L’opera di Maseda, nel suo caratteristico bianco e nero punteggiato da lampi di rosa fluorescente, è ancorata alla cultura della street art con una crudezza che è puramente muscolare e metallica. Qui, la tela di 100 x 100 cm è un campo da gioco dove ombra e luce si scontrano in un’eterna pulsazione, ogni pennellata di acrilico e ogni spruzzo sono colpi inferti in una lotta per definire la forma.
Il soggetto, tratto dall’iconografia moderna, non è trattato con delicatezza; piuttosto, è una rappresentazione cruda della tecnologia e dell’umanità intrecciate. La tecnica è diretta, senza giri di parole, catturando l’essenza del personaggio con tratti tanto definiti quanto ambigui, in una dualità che Maseda gestisce senza cadere nel sentimentalismo.
Questo ritratto di Ironman non è un giocattolo da fiera, ma un guerriero d’asfalto, una creatura nata dalla schiuma di una società che idolatra la forza bruta e la tecnologia. Con ogni pennellata, Maseda strappa la tela e con ogni spruzzo di fluoro ci ricorda che anche all’interno della macchina più perfetta c’è un’umanità che sanguina, che sente.
L’opera non chiede il permesso, non chiede di capirla; esige che la si senta, che la si affronti.

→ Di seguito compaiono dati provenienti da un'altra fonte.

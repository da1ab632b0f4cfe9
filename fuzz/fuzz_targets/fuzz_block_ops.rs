#![no_main]
use blockstore_rs::{
    AllocatorConfig, Block, BlockAllocator, BlockDeviceBackedAllocator, Digest,
    MemoryBlockDevice, ValidatingBufferFactory,
};
use libfuzzer_sys::{arbitrary::Arbitrary, fuzz_target};
use std::sync::Arc;

#[derive(Debug, Arbitrary)]
enum Op {
    Allocate,
    Release(u8),
    Put { block: u8, data: Vec<u8> },
    Reattach { index: u8, write_offset: u16 },
}

// Random allocator traffic must keep every stored object readable
fuzz_target!(|ops: Vec<Op>| {
    let config = AllocatorConfig {
        sector_size_bytes: 32,
        block_sector_count: 16,
        block_count: 4,
    };
    let device = Arc::new(MemoryBlockDevice::new(
        config.device_size_bytes().unwrap() as usize,
    ));
    let alloc =
        BlockDeviceBackedAllocator::new(device, Arc::new(ValidatingBufferFactory), &config)
            .unwrap();

    let mut blocks: Vec<(Block, Vec<(u64, Vec<u8>)>)> = Vec::new();
    for op in ops.into_iter().take(64) {
        match op {
            Op::Allocate => {
                if let Ok((block, _)) = alloc.new_block() {
                    blocks.push((block, Vec::new()));
                }
            }
            Op::Release(i) if !blocks.is_empty() => {
                let index = i as usize % blocks.len();
                blocks.swap_remove(index).0.release();
            }
            Op::Put { block, data } if !blocks.is_empty() => {
                let index = block as usize % blocks.len();
                let (block, objects) = &mut blocks[index];
                if block.has_space(data.len() as u64) {
                    let offset = block.put(data.len() as u64).write(&data[..]).unwrap();
                    objects.push((offset, data));
                }
            }
            Op::Reattach { index, write_offset } => {
                let offsets = alloc.free_offsets();
                if offsets.is_empty() {
                    continue;
                }
                let offset_sectors = offsets[index as usize % offsets.len()];
                let location = blockstore_rs::BlockLocation::new(offset_sectors * 32, 512);
                let write_offset = write_offset as u64 % 513;
                let block = alloc.new_block_at_location(&location, write_offset).unwrap();
                blocks.push((block, Vec::new()));
            }
            _ => {}
        }
        assert_eq!(alloc.free_block_count() + blocks.len(), 4);
    }

    for (block, objects) in &blocks {
        for (offset, data) in objects {
            let buffer = block.get(
                Digest::compute(data),
                *offset,
                data.len() as u64,
                Box::new(|ok| assert!(ok)),
            );
            assert_eq!(&buffer.into_bytes().unwrap(), data);
        }
    }
});
//! # Coupons
//!
//! The coupon catalog and discount calculation.
//!
//! ## Checkout Flow
//! ```text
//! Price: $10.00, Code: "SAVE10"
//!      │
//!      ▼
//! calculate_discount() ── price < 0? ──► Err("Invalid price")
//!      │
//!      ├── code unknown? ──► $10.00 (unchanged)
//!      │
//!      ▼
//! $10.00 × (1 − 0.10) = $9.00
//! ```

use serde::{Deserialize, Serialize};
use ts_rs::TS;

use crate::error::ValidationError;
use crate::money::Money;
use crate::types::DiscountRate;
use crate::validation::ValidationResult;

/// A discount code and the fraction it takes off.
#[derive(Debug, Clone, PartialEq, Eq, Serialize, Deserialize, TS)]
#[ts(export)]
pub struct Coupon {
    /// Code the customer types at checkout (case-sensitive).
    pub code: String,
    /// Discount in the open interval (0, 1).
    pub discount: DiscountRate,
}

impl Coupon {
    pub fn new(code: impl Into<String>, discount: DiscountRate) -> Self {
        Coupon {
            code: code.into(),
            discount,
        }
    }
}

/// Codes accepted at checkout, in display order.
const CATALOG: &[(&str, u32)] = &[("SAVE20", 2000), ("SAVE10", 1000)];

/// Returns the active coupons.
///
/// ## Example
/// ```rust
/// use shopkit_core::coupon::get_coupons;
///
/// let coupons = get_coupons();
/// assert!(!coupons.is_empty());
/// assert!(coupons.iter().all(|c| c.discount.fraction() > 0.0 && c.discount.fraction() < 1.0));
/// ```
pub fn get_coupons() -> Vec<Coupon> {
    CATALOG
        .iter()
        .map(|&(code, bps)| Coupon::new(code, DiscountRate::from_bps(bps)))
        .collect()
}

/// Looks up a coupon by its exact code.
pub fn find_coupon(code: &str) -> Option<Coupon> {
    get_coupons().into_iter().find(|coupon| coupon.code == code)
}

/// Applies the coupon named by `code` to `price`.
///
/// ## Rules
/// - Negative prices are rejected with "Invalid price"
/// - Unknown codes leave the price unchanged
///
/// ## Example
/// ```rust
/// use shopkit_core::coupon::calculate_discount;
/// use shopkit_core::money::Money;
///
/// let price = Money::from_major_minor(10, 0);
/// assert_eq!(calculate_discount(price, "SAVE10").unwrap(), Money::from_major_minor(9, 0));
/// assert_eq!(calculate_discount(price, "INVALID").unwrap(), price);
/// ```
pub fn calculate_discount(price: Money, code: &str) -> ValidationResult<Money> {
    if price.is_negative() {
        return Err(ValidationError::invalid("price"));
    }

    Ok(match find_coupon(code) {
        Some(coupon) => price.apply_discount(coupon.discount),
        None => price,
    })
}

// =============================================================================
// Unit Tests
// =============================================================================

Non è un’opera che cerca di compiacere, ma piuttosto di sfidare. La figura centrale, un guerriero d’acciaio, è allo stesso tempo una fortezza e una prigione, una domanda aperta sull’identità e l’autenticità nell’era della riproduzione meccanica. Maseda non usa mezzi termini; il suo messaggio arriva con la forza di un pugno chiuso, un grido in faccia all’osservatore.